Volga is designed to be a backbone for your custom real-time AI/ML feature platforms or general data pipelines without relying on heterogenous data processors like Flink/Spark/custom data processing layers (e.g. Chronon) or third party data/feature platforms (e.g. Tecton.ai, Fennel.ai, Chalk.ai).

Check the blog, join Slack, see v1.0 Relaese Roadmap.

🏠 Architecture

Volga provides a Python-native runtime in conjunction with Rust for performance, runs on Ray, uses a hybrid push(streaming) + pull(on-demand) architecture to run arbitrary request-time/event-time computation DAGs, features convenient Pandas-like Entity API to define data entities and online/offline feature pipelines and on-demand features as well as general purpose DataStream API for more general data processing cases, consistent online+offline feature calculation semantics, configurable storage, real-time data serving and request-time compute. It can run on a laptop or a distributed cluster.

🌳 Features

Hybrid push+pull architecture: custom Streaming Engine (the Push part) and On-Demand Compute Layer (the Pull part) to execute environment-agnostic computation DAGs.
Streaming Engine built with Ray Actors, ZeroMQ, Rust and PyO3. Python-native Flink alternative with flexible DataStream API to build custom streaming pipelines that scale to millitons of messages per second with latency in milliseconds.
On-Demand Compute Layer to perform arbitrary DAGs of request time/inference time calculations in sync with streaming engine (real-time feature serving, request-time heavy embedding dot products, meta-models query/feature enrichment or simply calculating users age in milliseconds).
Entity API to build standardized data models with compile-time schema validation, Pandas-like operators like transform, filter, join, groupby/aggregate, drop, etc. to build modular AI/ML features with consistent online/offline semantics.
Built on top of Ray - Easily integrates with Ray ecosystem, runs on Kubernetes and local machines, provides a homogeneous platform with no heavy dependencies on multiple JVM-based systems.
Highly customizable data connectors to read/write data from/to any third party system.

🚅 Quick Start

Volga provides two sets of APIs to build and run data pipelines: high-level Entity API to build environment-agnostic computation DAGs (commonly used in real-time AI/ML feature pipelines) and low-level Flink-like DataStream API for general streaming/batch pipelines. In a nutshell, Entity API is built on top of DataStream API (for streaming/batch features calculated on streaming engine) and also includes interface for On-Demand Compute Layer (for features calculated at request time) and consistent data models/abstractions to stitch both systems together.

Entity API example

Entity API distinguishes between two types of features: @pipeline (online/streaming + offline/batch which are executed on streaming engine) and @on_demand (request time execution on On-Demand Compute Layer), both types operate on @entity annotated data models.

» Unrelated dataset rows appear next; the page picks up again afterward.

//! Subcommand handlers. Results go to stdout; logs go to stderr.

use crate::document::{self, Format};
use anyhow::{Context, Result};
use databind::prelude::*;
use databind::domain::config::BindingConfig;
use std::path::Path;
use std::sync::Arc;
use tracing::debug;

/// Prints one line per model: display name, then the rendered parameter tree.
///
/// # Errors
/// Fails when a nested model cannot be built.
pub fn list(registry: &ModelRegistry) -> Result<()> {
    let schemas = registry.schemas();
    if schemas.is_empty() {
        println!("No models registered.");
        return Ok(());
    }

    let width = schemas.iter().map(|schema| schema.display_name().chars().count()).max().unwrap_or(0);
    for schema in schemas {
        let marker = if schema.is_deprecated() { " (deprecated)" } else { "" };
        println!("{:<width$}  {}{marker}", schema.display_name(), schema.describe()?);
    }
    Ok(())
}

/// Prints a model's rendering, help and per-parameter details.
///
/// # Errors
/// Unknown model names and help loading failures.
pub fn describe(registry: &ModelRegistry, name: &str) -> Result<()> {
    let schema = find(registry, name)?;

    println!("{}", schema.describe()?);
    println!("Display name: {}", schema.display_name());
    if schema.is_deprecated() {
        println!("Deprecated: yes");
    }
    if let Some(help) = schema.help()? {
        println!("Help: {help}");
    }

    println!("Parameters:");
    for parameter in schema.parameters() {
        let mut line = format!("  {}: {}", parameter.name(), parameter.parameter_type());
        if !parameter.is_mandatory() {
            line.push_str(" (optional)");
        }
        if parameter.is_deprecated() {
            line.push_str(" (deprecated)");
        }
        if let Some(help) = schema.parameter_help(parameter.name())? {
            line.push_str(" - ");
            line.push_str(&help);
        }
        println!("{line}");
    }
    Ok(())
}

/// Binds `file` to the model and reports the warnings collected on the way.
///
/// # Errors
/// Unknown model names, unreadable documents and binding failures.
pub fn check(registry: &ModelRegistry, binding: &BindingConfig, name: &str, file: &Path) -> Result<()> {
    let schema = find(registry, name)?;
    let (node, _) = document::load(file)?;

    let mut context = DataContext::from_config(binding);
    registry
        .read_erased(name, &node, &mut context)
        .with_context(|| format!("{} does not bind to {}", file.display(), schema.display_name()))?;

    let warnings = context.take_warnings();
    debug!(file = %file.display(), warnings = warnings.len(), "document checked");
    println!("{}: OK ({})", file.display(), schema.display_name());
    for warning in warnings {
        println!("  warning: {warning}");
    }
    Ok(())
}

/// Reads `file` through the model and prints the written form in the same format.
///
/// # Errors
/// Unknown model names, unreadable documents, binding failures and unrepresentable output.
pub fn normalize(registry: &ModelRegistry, binding: &BindingConfig, name: &str, file: &Path) -> Result<()> {
    find(registry, name)?;
    let (node, format) = document::load(file)?;

    let mut context = DataContext::from_config(binding);
    let normalized = registry
        .normalize(name, &node, &mut context)
        .with_context(|| format!("normalizing {}", file.display()))?;

    let text = document::render(&normalized, format)?;
    match format {
        Format::Json => println!("{text}"),
        Format::Toml => print!("{text}"),
    }
    Ok(())
}

fn find(registry: &ModelRegistry, name: &str) -> Result<Arc<dyn ModelSchema>> {
    registry.lookup(name).with_context(|| format!("no model named '{name}'; run `databind list`"))
}
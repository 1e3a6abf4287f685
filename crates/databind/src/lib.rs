//! Facade crate for the data binding stack.
//! Re-exports domain/kernel primitives and the attribute macros.
//! Keep this crate thin: it should compose other crates, not implement binding logic.
//!
//! ## Usage
//! - Depend on `databind` and `use databind::prelude::*;`.
//! - Models declared outside this workspace pass `crate = "databind::kernel"` to `#[data_model]`.

pub use databind_derive::{data_error, data_model};
pub use databind_domain as domain;
pub use databind_kernel as kernel;

pub use databind_kernel::{
    DataContext, DataError, DataModel, DataValue, Describable, HelpDirectory, ModelRegistry,
    ModelSchema, TreeNode, by_reflection, by_translation,
};

pub mod prelude {
    pub use databind_kernel::prelude::*;
}
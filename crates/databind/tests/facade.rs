use databind::prelude::*;
use databind::domain::config::BindingConfig;

/// Archives build outputs.
#[data_model(crate = "databind::kernel")]
#[derive(Debug, PartialEq)]
struct Archive {
    artifacts: String,
    #[data(default)]
    fingerprint: bool,
}

#[test]
fn models_bind_through_the_facade() {
    let model = by_reflection::<Archive>().unwrap();
    assert_eq!(model.describe().unwrap(), "Archive(artifacts, fingerprint?)");

    let mut context = DataContext::from_config(&BindingConfig::default());
    let archive = model.read(&TreeNode::from("*.jar"), &mut context).unwrap();
    assert_eq!(archive, Archive { artifacts: "*.jar".to_owned(), fingerprint: false });
}

#[test]
fn json_documents_convert_to_trees() {
    let json = serde_json::json!({ "artifacts": "dist/**", "fingerprint": true });
    let tree: TreeNode = serde_json::from_value(json).unwrap();

    let registry = ModelRegistry::new();
    registry.register::<Archive>().unwrap();
    let archive = registry.model::<Archive>().unwrap().read(&tree, &mut DataContext::new()).unwrap();
    assert!(archive.fingerprint);
    let help = registry.lookup("Archive").unwrap().help().unwrap();
    assert_eq!(help.as_deref(), Some("<div><p>Archives build outputs.</p></div>"));
}
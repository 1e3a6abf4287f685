use databind_derive::data_model;
use databind_kernel::{DataContext, DataModel, ModelSchema, TreeNode, by_reflection};

#[data_model]
#[derive(Debug, PartialEq)]
struct Holder<T> {
    value: T,
    extra: Option<T>,
}

fn main() {
    let model = by_reflection::<Holder<String>>().unwrap();
    assert_eq!(model.describe().unwrap(), "Holder(value, extra?)");
    assert_eq!(model.display_name(), "Holder");

    let value = model.read(&TreeNode::from("only"), &mut DataContext::new()).unwrap();
    assert_eq!(value, Holder { value: "only".to_owned(), extra: None });

    let numbers = by_reflection::<Holder<i64>>().unwrap();
    assert!(numbers.read(&TreeNode::from("nope"), &mut DataContext::new()).is_err());
}
// Copyright (c) 2026 shaneyale (shaneyale86@gmail.com)
// All rights reserved.

//! # Exception 模块
//!
//! 该模块定义了服务器在请求处理生命周期中可能抛出的各类异常情况。
//!
//! ## 设计意图
//! - **错误分类**：涵盖协议解析错误、路径越权以及文件系统查找失败。
//! - **语义映射**：每个变体都对应特定的 HTTP 状态码，由响应构建层统一转换。
//! - **非致命性**：任何一个连接上的异常都只终结该连接自身，绝不会中断
//!   事件循环或影响其他连接。

use std::fmt;

/// 服务器处理请求过程中发生的异常类型。
///
/// 该枚举通常作为 `Result` 的 `Err` 部分返回，用于指示处理失败的具体原因。
#[derive(Debug, Copy, Clone, PartialEq, Eq)]
pub enum Exception {
    /// 客户端发送的请求字节流无法解析为合法的 UTF-8 字符串。
    /// 视为畸形请求，对应 `405 Method Not Allowed`。
    RequestNotUtf8,
    /// 请求报文畸形：缓冲区为空、请求行不符合
    /// `METHOD SP PATH SP HTTP-VERSION` 格式，或某一头部行缺少 `:` 分隔符。
    /// 对应 `405 Method Not Allowed`。
    MalformedRequest,
    /// 请求行可以解析，但方法不在 GET/HEAD 之内。
    /// 对应 `405 Method Not Allowed`，响应携带 `Allow` 头。
    UnsupportedMethod,
    /// 解析出的路径在规范化后落在文档根目录之外（目录遍历企图）。
    /// 对应 `403 Forbidden`。
    PathOutsideRoot,
    /// 在文档根目录下未找到所请求的文件，或目录中缺少 `index.html`。
    /// 对应 `404 Not Found`。
    FileNotFound,
}

use Exception::*;

/// 为 `Exception` 实现 `Display` 特性，使其支持字符串格式化输出。
///
/// 这些描述信息用于服务端日志（Logging），不会出现在响应报文中。
impl fmt::Display for Exception {
    /// 根据错误类型写入人类可读的描述文本。
    fn fmt(&self, f: &mut fmt::Formatter<'_>) -> fmt::Result {
        match self {
            RequestNotUtf8 => write!(f, "Request bytes can't be parsed in UTF-8"),
            MalformedRequest => write!(f, "Malformed HTTP request"),
            UnsupportedMethod => write!(f, "Unsupported request method"),
            PathOutsideRoot => write!(f, "Path escapes the document root (403)"),
            FileNotFound => write!(f, "File not found (404)"),
        }
    }
}
// Copyright (c) 2026 shaneyale (shaneyale86@gmail.com)
// All rights reserved.

//! # HTTP 请求解析模块
//!
//! 该模块负责将连接入站缓冲区中累积的原始字节码解析为强类型的
//! `Request` 结构体。它涵盖了：
//! 1. 请求行（Request-Line）的解析（方法、路径、版本）。
//! 2. 头部块（Headers）按 CRLF 分行、按首个 `:` 分割的提取。
//! 3. 对任意字节输入的全面性保证：解析要么给出合法请求，要么给出
//!    明确的异常，绝不会产生未处理的失败。
//!
//! ## 头部行策略
//! 缺少 `:` 分隔符的头部行被一律判定为畸形请求（而不是静默丢弃），
//! 保证同样的输入永远得到同样的结论。

use crate::{exception::Exception, param::*};

use lazy_static::lazy_static;
use log::error;
use regex::Regex;
use std::collections::HashMap;

lazy_static! {
    /// 请求行的匹配模式：`METHOD SP PATH SP HTTP-VERSION`。
    /// 方法名在此处不设白名单，方法合法性由枚举转换单独判定，
    /// 以便把 `POST / HTTP/1.1` 这类报文归类为"方法不被允许"而非"畸形"。
    static ref REQUEST_LINE_REGEX: Regex =
        Regex::new(r"^([A-Za-z]+) (\S+) (HTTP/\S+)$").unwrap();
}

/// 表示一个完整的 HTTP 请求元数据。
///
/// 该结构体不处理请求体（Body）：头部终结序列之后的任何字节都会被忽略。
#[derive(Debug, Clone)]
pub struct Request {
    /// HTTP 请求方法（GET 或 HEAD）
    method: HttpRequestMethod,
    /// 请求行中原封不动的路径段（百分号编码尚未解码）
    raw_path: String,
    /// 请求行中的协议版本字符串（如 `HTTP/1.1`）
    version: String,
    /// 头部名称到取值的映射（保留收到时的大小写，重名时后者覆盖前者）
    headers: HashMap<String, String>,
}

impl Request {
    /// 从原始字节缓冲区尝试构建 `Request` 实例。
    ///
    /// # 逻辑步骤
    /// 1. 验证编码：确保请求数据是合法的 UTF-8 字符串。
    /// 2. 截断：只保留头部终结序列之前的头部块。
    /// 3. 解析请求行：提取方法、路径和协议版本。
    /// 4. 迭代解析标头：按首个 `:` 分割，两侧空白被裁剪。
    ///
    /// # 错误处理
    /// 对任意字节输入总是返回 `Ok` 或明确的 `Exception`，不会崩溃：
    /// - 空缓冲区 / 请求行格式不符 → [`Exception::MalformedRequest`]
    /// - 方法不在 GET/HEAD 之内 → [`Exception::UnsupportedMethod`]
    /// - 非 UTF-8 字节 → [`Exception::RequestNotUtf8`]
    pub fn parse(buffer: &[u8]) -> Result<Self, Exception> {
        // 1. 将字节流转换为字符串，失败则判定为非法的 HTTP 请求
        let request_string = match std::str::from_utf8(buffer) {
            Ok(string) => string,
            Err(_) => {
                error!("请求字节流不是合法的UTF-8");
                return Err(Exception::RequestNotUtf8);
            }
        };

        // 2. 去掉头部终结序列及其后的所有字节（请求体不在处理范围内）
        let head = match request_string.find("\r\n\r\n") {
            Some(pos) => &request_string[..pos],
            None => request_string,
        };
        let head = head.trim();
        if head.is_empty() {
            error!("收到空的HTTP请求");
            return Err(Exception::MalformedRequest);
        }

        let mut lines = head.split(CRLF);

        // 3. 解析请求行 (e.g., "GET /index.html HTTP/1.1")
        let first_line = lines.next().unwrap_or("").trim();
        let captures = match REQUEST_LINE_REGEX.captures(first_line) {
            Some(c) => c,
            None => {
                error!("HTTP请求行格式不正确：{}", first_line);
                return Err(Exception::MalformedRequest);
            }
        };

        let method_str = captures.get(1).map(|m| m.as_str()).unwrap_or("");
        let method = match method_str {
            "GET" => HttpRequestMethod::Get,
            "HEAD" => HttpRequestMethod::Head,
            _ => {
                error!("不被允许的HTTP请求方法：{}", method_str);
                return Err(Exception::UnsupportedMethod);
            }
        };
        let raw_path = captures.get(2).map(|m| m.as_str()).unwrap_or("").to_string();
        let version = captures.get(3).map(|m| m.as_str()).unwrap_or("").to_string();

        // 4. 迭代各行解析 Headers：按首个 ':' 分割，名值两侧的空白被裁剪；
        //    缺少 ':' 的行判定为畸形请求
        let mut headers = HashMap::new();
        for line in lines {
            match line.split_once(':') {
                Some((name, value)) => {
                    headers.insert(
                        name.trim().to_string(),
                        value.trim().to_string(),
                    );
                }
                None => {
                    error!("HTTP头部行缺少冒号分隔符：{}", line);
                    return Err(Exception::MalformedRequest);
                }
            }
        }

        Ok(Self {
            method,
            raw_path,
            version,
            headers,
        })
    }
}

// --- Getter 访问器实现 ---

impl Request {
    /// 获取请求方法
    pub fn method(&self) -> HttpRequestMethod {
        self.method
    }

    /// 获取请求行中未经任何解码的原始路径
    pub fn raw_path(&self) -> &str {
        &self.raw_path
    }

    /// 获取协议版本字符串
    pub fn version(&self) -> &str {
        &self.version
    }

    /// 获取头部名称到取值的映射
    pub fn headers(&self) -> &HashMap<String, String> {
        &self.headers
    }

    /// 按名称查询某个头部的取值（大小写与收到时一致）
    pub fn header(&self, name: &str) -> Option<&str> {
        self.headers.get(name).map(|v| v.as_str())
    }
}

#[cfg(test)]
mod tests {
    use super::*;

    /// 验证常规 GET 请求的解析，包括 Path 和 Headers
    #[test]
    fn test_parse_get_request() {
        let buffer =
            b"GET /index.html HTTP/1.1\r\nHost: localhost:7878\r\nUser-Agent: Test-Browser\r\n\r\n";

        let request = Request::parse(buffer).unwrap();

        assert_eq!(request.method(), HttpRequestMethod::Get);
        assert_eq!(request.raw_path(), "/index.html");
        assert_eq!(request.version(), "HTTP/1.1");
        assert_eq!(request.header("Host"), Some("localhost:7878"));
        assert_eq!(request.header("User-Agent"), Some("Test-Browser"));
    }

    /// 验证 HEAD 请求的解析
    #[test]
    fn test_parse_head_request() {
        let buffer = b"HEAD /index.html HTTP/1.1\r\nHost: localhost:7878\r\n\r\n";

        let request = Request::parse(buffer).unwrap();

        assert_eq!(request.method(), HttpRequestMethod::Head);
        assert_eq!(request.raw_path(), "/index.html");
    }

    /// POST 方法应被归类为"方法不被允许"而非"畸形请求"
    #[test]
    fn test_post_is_unsupported_method() {
        let buffer = b"POST /submit HTTP/1.1\r\nHost: localhost\r\n\r\n";

        let result = Request::parse(buffer);

        assert_eq!(result.unwrap_err(), Exception::UnsupportedMethod);
    }

    /// 空缓冲区（或只含空白）应判定为畸形请求
    #[test]
    fn test_empty_buffer_is_malformed() {
        assert_eq!(
            Request::parse(b"").unwrap_err(),
            Exception::MalformedRequest
        );
        assert_eq!(
            Request::parse(b"  \r\n  ").unwrap_err(),
            Exception::MalformedRequest
        );
    }

    /// 请求行缺少组成部分时应判定为畸形请求
    #[test]
    fn test_truncated_request_line_is_malformed() {
        let buffer = b"GET /index.html\r\n\r\n";

        assert_eq!(
            Request::parse(buffer).unwrap_err(),
            Exception::MalformedRequest
        );
    }

    /// 验证 UTF-8 编码检查
    #[test]
    fn test_invalid_utf8() {
        let buffer = vec![0xFF, 0xFE, 0xFD];

        assert_eq!(
            Request::parse(&buffer).unwrap_err(),
            Exception::RequestNotUtf8
        );
    }

    /// 缺少冒号分隔符的头部行应判定为畸形请求
    #[test]
    fn test_header_without_colon_is_malformed() {
        let buffer = b"GET / HTTP/1.1\r\nHost localhost\r\n\r\n";

        assert_eq!(
            Request::parse(buffer).unwrap_err(),
            Exception::MalformedRequest
        );
    }

    /// 名值两侧的可选空白应被裁剪
    #[test]
    fn test_header_whitespace_is_trimmed() {
        let buffer = b"GET / HTTP/1.1\r\nHost :   localhost  \r\n\r\n";

        let request = Request::parse(buffer).unwrap();

        assert_eq!(request.header("Host"), Some("localhost"));
    }

    /// 重名头部应由后者覆盖前者
    #[test]
    fn test_duplicate_headers_overwrite() {
        let buffer = b"GET / HTTP/1.1\r\nX-Tag: one\r\nX-Tag: two\r\n\r\n";

        let request = Request::parse(buffer).unwrap();

        assert_eq!(request.header("X-Tag"), Some("two"));
    }

    /// 头部终结序列之后的字节应被完全忽略
    #[test]
    fn test_bytes_after_terminator_are_ignored() {
        let buffer = b"GET / HTTP/1.1\r\nHost: localhost\r\n\r\ntrailing garbage";

        let request = Request::parse(buffer).unwrap();

        assert_eq!(request.raw_path(), "/");
        assert_eq!(request.header("Host"), Some("localhost"));
    }

    /// 带查询参数的路径应原样保留在 raw_path 中
    #[test]
    fn test_path_with_query_string() {
        let buffer = b"GET /page?id=123&name=test HTTP/1.1\r\nHost: localhost\r\n\r\n";

        let request = Request::parse(buffer).unwrap();

        assert_eq!(request.raw_path(), "/page?id=123&name=test");
    }

    /// 方法名是大小写敏感的：小写 get 不被允许
    #[test]
    fn test_lowercase_method_is_rejected() {
        let buffer = b"get / HTTP/1.1\r\nHost: localhost\r\n\r\n";

        assert_eq!(
            Request::parse(buffer).unwrap_err(),
            Exception::UnsupportedMethod
        );
    }
}
// Copyright (c) 2026 shaneyale (shaneyale86@gmail.com)
// All rights reserved.

//! # 非阻塞静态文件服务器
//!
//! 该程序实现了基于 epoll 就绪驱动的单线程非阻塞 Web 服务器。
//! 核心功能包括：
//! - 单线程事件循环，统一多路复用监听 Socket 与全部客户端连接
//! - READING → WRITING → CLOSING 的显式连接状态机
//! - 请求路径的百分号解码与文档根目录沙箱
//! - GET / HEAD 的静态文件响应（含目录的 index.html 回退）
//! - 通过 SO_REUSEPORT 在同一端口上运行多个彼此独立的实例

// --- 模块定义 ---
mod config;     // 配置解析与管理
mod connection; // 连接状态机
mod exception;  // 自定义异常与错误处理
mod handler;    // 请求处理管线
mod param;      // 全局常量与静态参数
mod request;    // HTTP 请求报文解析器
mod resolver;   // 路径解码与沙箱判定
mod response;   // HTTP 响应报文构建器
mod server;     // epoll 事件循环

use config::Config;
use server::Server;

use log::{error, info};
use std::net::Ipv4Addr;
use std::path::PathBuf;
use std::thread;

/// # 程序入口点
///
/// 初始化日志系统、加载配置，并按配置的实例数启动彼此独立的
/// 事件循环线程。每个线程拥有自己的监听 Socket（共享端口）、
/// 自己的 epoll 与自己的连接集合，线程之间不共享任何状态。
fn main() {
    // 1. 初始化日志系统：采用 log4rs 日志架构，通过外部 YAML 灵活配置级别与输出目的地
    log4rs::init_file("config/log4rs.yaml", Default::default()).unwrap();

    // 2. 环境配置加载：从 TOML 文件读取运行参数
    let config = Config::from_toml("config/development.toml");
    info!("配置文件已载入");
    let root = PathBuf::from(config.document_root());
    info!("document root: {}", root.display());

    // 3. 网络层参数：
    // 支持全地址监听 (0.0.0.0) 或本地回环监听 (127.0.0.1)
    let port = config.port();
    let address = match config.local() {
        true => Ipv4Addr::new(127, 0, 0, 1),
        false => Ipv4Addr::new(0, 0, 0, 0),
    };
    info!("服务端将在{}:{}上监听Socket连接", address, port);

    // 4. 按配置启动 N 个彼此独立的服务器实例。
    // 每个实例绑定同一个 host:port（SO_REUSEPORT），由内核分摊新连接。
    let workers = config.workers();
    info!("启动{}个服务器实例", workers);
    let mut handles = Vec::with_capacity(workers);
    for worker in 0..workers {
        let root = root.clone();
        let handle = thread::Builder::new()
            .name(format!("worker-{}", worker))
            .spawn(move || {
                let mut server = match Server::bind(address, port, root) {
                    Ok(server) => server,
                    Err(e) => {
                        error!("实例{}无法绑定端口{}，错误：{}", worker, port, e);
                        panic!("实例{}无法绑定端口{}，错误：{}", worker, port, e);
                    }
                };
                info!("实例{}绑定完成，进入事件循环", worker);
                if let Err(e) = server.run() {
                    error!("实例{}的事件循环异常退出：{}", worker, e);
                }
            })
            .unwrap();
        handles.push(handle);
    }

    for handle in handles {
        let _ = handle.join();
    }
}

Use @entity to decorate data models. Note key and timestamp: keys are used to group/join/lookup features, timestamps are used for point-in-time correctness, range queries and lookups by on-demand features. Entities should also have logically matching schemas - this is enforced at compile-time which is extremely useful for data consistency.

from volga.api.entity import Entity, entity, field

# User, Order and OnSaleUserSpentInfo are used by @pipeline features
@entity
class User:
    user_id: str = field(key=True)
    registered_at: datetime.datetime = field(timestamp=True)
    name: str

@entity
class Order:
    buyer_id: str = field(key=True)
    product_id: str = field(key=True)
    product_type: str
    purchased_at: datetime.datetime = field(timestamp=True)
    product_price: float

@entity
class OnSaleUserSpentInfo:
    user_id: str = field(key=True)
    timestamp: datetime.datetime = field(timestamp=True)
    avg_spent_7d: float
    num_purchases_1h: int

# UserStats is an entity returned to user as a resutl of corresponding @on_demand feature
@entity
class UserStats:
    user_id: str = field(key=True)
    timestamp: datetime.datetime = field(timestamp=True)
    total_spent: float
    purchase_count: int

Define pipeline features (streaming/batch) using @source and @pipeline decorators. We explicilty specify dependant features in dependencies which our engine automatically maps to function arguments at job graph compile time. Note that pipelines can only depend on other pipelines

from volga.api.pipeline import pipeline
from volga.api.source import Connector, MockOnlineConnector, source, MockOfflineConnector

users = [...] # sample User entities
orders = [...] # sample Order entities

@source(User)
def user_source() -> Connector:
    return MockOfflineConnector.with_items([user.__dict__ for user in users])

@source(Order)
def order_source(online: bool = True) -> Connector: # this will generate appropriate connector based on param we pass during execution
    if online:
        return MockOnlineConnector.with_periodic_items([order.__dict__ for order in orders], period_s=purchase_event_delays_s)
    else:
        return MockOfflineConnector.with_items([order.__dict__ for order in orders])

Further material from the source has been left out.